Assessment & Research

Postural responses to a moving room in children with and without developmental coordination disorder.

Chung et al. (2011) · Research in developmental disabilities 2011
★ The Verdict

Kids with DCD lean into moving walls more than peers—test balance under shifting vision, not just quiet stance.

✓ Read this if BCBAs writing sensory-motor goals for school-age kids with DCD.
✗ Skip if Clinicians who only treat seated fine-motor skills.

01Research in Context

01

What this study did

Chung et al. (2011) watched kids stand in a small room. The walls slid back and forth.

Some kids had developmental coordination disorder. Some kids were typical.

The team changed how fast and how far the walls moved. They tracked how much each child swayed.

02

What they found

Kids with DCD swayed differently. Their bodies followed the wall motion more than typical kids.

The difference showed up only at certain speeds and distances. At other settings, the groups looked the same.

03

How this fits with other research

Spanoudis et al. (2011) ran a similar lab test. They gave kids a hard picture task while standing. Typical kids stiffened and swayed less. Kids with DCD swayed more. Both papers show the same big idea: visual load changes balance in DCD, but the direction depends on the task.

Godoi-Jacomassi et al. (2025) used newer sway math. They found bigger CoP spread and more tiny corrections in DCD. Their tools split the problem into "bad prediction" versus "bad sensory use." This finer picture builds on Chae’s first look.

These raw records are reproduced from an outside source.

//! Game actor: an isolated Tokio task that owns one session.
//!
//! Every operation on a session travels as a command through one mpsc
//! queue and is processed strictly sequentially by the session's
//! worker. Results come back on per-command oneshot reply channels.
//! The worker also parks reply channels for callers blocked in
//! `wait_begin` / `wait_turn` and resolves them when the game starts,
//! the turn changes, a participant leaves, or the session dies.

use std::collections::HashMap;
use std::fmt;
use std::hash::{Hash, Hasher};
use std::sync::atomic::{AtomicU64, Ordering};

use rand::rngs::StdRng;
use rand::{Rng, SeedableRng};
use serde::{Deserialize, Serialize};
use tokio::sync::{mpsc, oneshot};
use tokio_util::sync::CancellationToken;

use goban_field::Field;
use goban_types::{Colour, Coord, FieldState, GameId, GamerId};

use crate::{Board, GameError, Gamer};

/// Counter for generating unique game ids.
static NEXT_GAME_ID: AtomicU64 = AtomicU64::new(1);

/// Command queue depth per session. Two players cannot realistically
/// keep 64 commands in flight; the bound exists for backpressure.
const COMMAND_CHANNEL_SIZE: usize = 64;

/// Reply channel for a single command.
///
/// `oneshot` gives the buffer-of-one guarantee the wait protocol
/// needs: the actor never blocks posting to a waiter that has already
/// been cancelled and dropped its receiver.
type Reply<T> = oneshot::Sender<Result<T, GameError>>;

/// Commands sent to a game actor through its queue.
pub(crate) enum GameCommand {
    Join {
        id: GamerId,
        name: String,
        reply: Reply<()>,
    },
    Leave {
        id: GamerId,
        reply: Reply<()>,
    },
    End {
        reply: Reply<()>,
    },
    GamerState {
        id: GamerId,
        reply: Reply<GamerState>,
    },
    FieldSize {
        id: GamerId,
        reply: Reply<usize>,
    },
    GameState {
        id: GamerId,
        reply: Reply<FieldState>,
    },
    IsBegun {
        id: GamerId,
        reply: Reply<bool>,
    },
    IsMyTurn {
        id: GamerId,
        reply: Reply<bool>,
    },
    WaitBegin {
        id: GamerId,
        reply: Reply<()>,
    },
    WaitTurn {
        id: GamerId,
        reply: Reply<()>,
    },
    MakeTurn {
        id: GamerId,
        at: Coord,
        reply: Reply<()>,
    },
}
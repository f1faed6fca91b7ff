//! Error types for the gamer pool.

use goban_game::GameError;
use goban_types::GamerId;

/// Errors that can occur during pool operations.
#[derive(Debug, Clone, PartialEq, Eq, thiserror::Error)]
pub enum PoolError {
    /// Another gamer is already registered under this id.
    #[error("id {0} is already occupied")]
    IdOccupied(GamerId),

    /// No gamer with this id in the pool.
    #[error("no gamer with id {0} in the pool")]
    NotFound(GamerId),

    /// The gamer is already attached to a game.
    #[error("gamer {0} has already joined another game")]
    GamerOccupied(GamerId),

    /// A fresh session could not be opened or entered.
    #[error("failed to start a new game")]
    GameStart(#[source] GameError),

    /// The pool's command queue is closed.
    #[error("the pool is not available")]
    Unavailable,
}
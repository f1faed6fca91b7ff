//! The goban board engine.
//!
//! [`Field`] owns the chip layout and the per-colour cups. It is a
//! plain stateful struct with no interior synchronization: the session
//! actor is its sole caller and therefore its serializer.

mod error;
mod field;

pub use error::FieldError;
pub use field::{Field, BLACK_CHIPS, MAX_SIZE, MIN_SIZE, WHITE_CHIPS};
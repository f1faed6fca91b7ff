//! The passive gamer record.

use std::fmt;

use goban_types::GamerId;

use crate::Game;

/// A registered gamer.
///
/// `game` is the back-reference to the session the gamer is currently
/// attached to, if any. The pool uses it to find candidate sessions
/// during matchmaking; the session itself never reads it. `Clone` is
/// the defensive-copy mechanism: every crossing of an actor boundary
/// clones the record so no one can mutate someone else's copy.
#[derive(Debug, Clone, PartialEq)]
pub struct Gamer {
    /// Display name; not unique.
    pub name: String,
    /// Unique id.
    pub id: GamerId,
    /// The session this gamer is attached to, if any.
    pub game: Option<Game>,
}

impl Gamer {
    /// Creates an idle gamer (no session attached).
    pub fn new(id: GamerId, name: impl Into<String>) -> Self {
        Self {
            name: name.into(),
            id,
            game: None,
        }
    }

    /// A copy with the session back-reference cleared.
    ///
    /// This is the form that crosses into a session on join: the
    /// session gets the identity, not the live handle.
    pub fn detached(&self) -> Self {
        Self {
            name: self.name.clone(),
            id: self.id,
            game: None,
        }
    }
}

impl fmt::Display for Gamer {
    fn fmt(&self, f: &mut fmt::Formatter<'_>) -> fmt::Result {
        match &self.game {
            Some(game) => write!(f, "[{} {:?} in {}]", self.id, self.name, game.id()),
            None => write!(f, "[{} {:?} idle]", self.id, self.name),
        }
    }
}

Velghe et al. (2025) pooled every postural training study. Training helps, but no single method wins. Because vision matters so much, they say to mix visual challenges into balance drills. Chae’s room-on-wheels test is one clear way to do that.

04

Why it matters

Check balance while the room or the task moves, not just while the child stands still. Start with slow wall motion or a light visual task. Watch sway change. If it spikes, you have found a visual weighting issue. Add graded visual motion to your balance goals. This gives you a clear, measurable step between static stance and real play settings.

Free CEUs

Want CEUs on This Topic?

The ABA Clubhouse has 60+ free CEUs — live every Wednesday. Ethics, supervision & clinical topics.

Join Free →
→ Action — try this Monday

Slide a large sheet of cardboard side-to-side while the child stands on a force plate or foam. Note sway spikes; record the speed that triggers them and build that speed into balance drills.

02At a glance

Intervention
not applicable
Design
quasi experimental
Population
developmental delay
Finding
mixed

03Original abstract

Children (10 or 11 years old) with and without developmental coordination disorder (DCD) were exposed to imposed optic flow in a moving room. We manipulated the amplitude and frequency of oscillatory room motion, and we evaluated the coupling of standing body sway with room oscillations. The results revealed that standing sway of both children with and without DCD was influenced by room motion. However, children with DCD responded differently than children without DCD to specific combinations of room motion amplitude and frequency. We conclude that DCD can influence a child's use of imposed optic flow for postural control and that these effects are situation-specific rather than being systemic.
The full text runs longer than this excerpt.